### EXERCISE
Every entry that follows should be reproduced exactly.

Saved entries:
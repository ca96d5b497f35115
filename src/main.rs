//! Strictly Demos - unified CLI.

#![warn(missing_docs)]

mod cli;

use anyhow::{Context, Result};
use clap::Parser;
use cli::{Cli, Command};
use strictly_demos::{
    Settings, init_file_logging, init_stderr_logging, replay_report, run_stopwatch,
    run_tictactoe, stopwatch::format_elapsed,
};
use tracing::info;

#[tokio::main]
async fn main() -> Result<()> {
    // Load .env file (RUST_LOG)
    dotenvy::dotenv().ok();

    let cli = Cli::parse();
    let settings = Settings::load_or_default(&cli.config)
        .with_context(|| format!("Failed to load {}", cli.config.display()))?;

    match cli.command {
        Command::Stopwatch { tick_ms } => {
            let settings = settings.with_tick_interval_ms(tick_ms);
            settings.validate()?;
            init_file_logging(settings.log_file())?;
            run_stopwatch(&settings).await
        }
        Command::Tictactoe { moves: Some(moves) } => {
            init_stderr_logging();
            let report = replay_report(&moves).context("Replay rejected a move")?;
            println!("{}", report);
            Ok(())
        }
        Command::Tictactoe { moves: None } => {
            init_file_logging(settings.log_file())?;
            run_tictactoe()
        }
        Command::Format { millis } => {
            init_stderr_logging();
            info!(millis, "Formatting elapsed time");
            println!("{}", format_elapsed(millis));
            Ok(())
        }
    }
}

### SOLUTION TO THE EXERCISE
repository ca96d5b497f35115
filename src/main.rs
//! Strictly Demos - unified CLI.

#![warn(missing_docs)]

mod cli;

use anyhow::{Context, Result};
use clap::Parser;
use cli::{Cli, Command};
use strictly_demos::{
    Settings, init_file_logging, init_stderr_logging, replay_report, run_stopwatch,
    run_tictactoe, stopwatch::format_elapsed,
};
use tracing::info;

#[tokio::main]
async fn main() -> Result<()> {
    // Load .env file (RUST_LOG)
    dotenvy::dotenv().ok();

    let cli = Cli::parse();
    let settings = Settings::load_or_default(&cli.config)
        .with_context(|| format!("Failed to load {}", cli.config.display()))?;

    match cli.command {
        Command::Stopwatch { tick_ms } => {
            let settings = settings.with_tick_interval_ms(tick_ms);
            settings.validate()?;
            init_file_logging(settings.log_file())?;
            run_stopwatch(&settings).await
        }
        Command::Tictactoe { moves: Some(moves) } => {
            init_stderr_logging();
            let report = replay_report(&moves).context("Replay rejected a move")?;
            println!("{}", report);
            Ok(())
        }
        Command::Tictactoe { moves: None } => {
            init_file_logging(settings.log_file())?;
            run_tictactoe()
        }
        Command::Format { millis } => {
            init_stderr_logging();
            info!(millis, "Formatting elapsed time");
            println!("{}", format_elapsed(millis));
            Ok(())
        }
    }
}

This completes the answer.